## AIM OF THE TASK
Tally the lines in the listing below that contain "self" and report the tally alone.

## AVAILABLE DATA
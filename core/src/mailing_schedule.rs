use crate::{
    clock::{weekday_index, SimClock},
    config::SimConfig,
    email::EmailTemplate,
    error::SimResult,
    rng::SubsystemRng,
    types::{month_key, year_month, SimDate},
};
use serde::{Deserialize, Serialize};
use std::collections::BTreeMap;

#[derive(Debug, Clone, Serialize, Deserialize, PartialEq)]
pub struct ScheduledMailing {
    pub email: EmailTemplate,
    pub date:  SimDate,
}

/// Chronological send calendar for the whole horizon.
#[derive(Debug, Clone, Default, Serialize, Deserialize)]
pub struct MailingSchedule {
    pub entries: Vec<ScheduledMailing>,
    /// Scheduled sends per "YYYY-MM".
    pub per_month: BTreeMap<String, u32>,
    /// Template still waiting for its weekday when the horizon ended.
    pub dropped: Option<EmailTemplate>,
}

impl MailingSchedule {
    pub fn len(&self) -> usize {
        self.entries.len()
    }

    pub fn is_empty(&self) -> bool {
        self.entries.is_empty()
    }

    pub fn get(&self, index: usize) -> Option<&ScheduledMailing> {
        self.entries.get(index)
    }
}

/// Walk the horizon and place one template at a time on the first day
/// that matches its sending weekday while the month's quota has room.
///
/// The first candidate day is one step after the horizon start, the same
/// day the engine clock first visits.
pub fn build_mailing_schedule(
    rng: &mut SubsystemRng,
    config: &SimConfig,
    end_date: SimDate,
) -> SimResult<MailingSchedule> {
    let mut clock = SimClock::new(end_date, config.horizon_days, config.step_days);
    let mut schedule = MailingSchedule::default();

    let mut next_id = 1;
    let mut pending = EmailTemplate::generate(next_id, rng)?;
    let mut bucket = year_month(clock.current_date);
    let mut sent_this_month = 0u32;

    while !clock.is_finished() {
        let date = clock.advance();
        let ym = year_month(date);
        if ym != bucket {
            bucket = ym;
            sent_this_month = 0;
        }

        let quota = config.mailing_quota(&month_key(date));
        if pending.sending_day == weekday_index(date) && sent_this_month < quota {
            sent_this_month += 1;
            *schedule.per_month.entry(bucket.clone()).or_insert(0) += 1;
            next_id += 1;
            let email = std::mem::replace(&mut pending, EmailTemplate::generate(next_id, rng)?);
            schedule.entries.push(ScheduledMailing { email, date });
        }
    }

    log::info!(
        "mailing schedule: {} mailings over {} months",
        schedule.entries.len(),
        schedule.per_month.len()
    );
    log::debug!(
        "mailing schedule: template {} (weekday {}) left unsent at horizon end",
        pending.id,
        pending.sending_day
    );
    schedule.dropped = Some(pending);
    Ok(schedule)
}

## FINAL ANSWER
6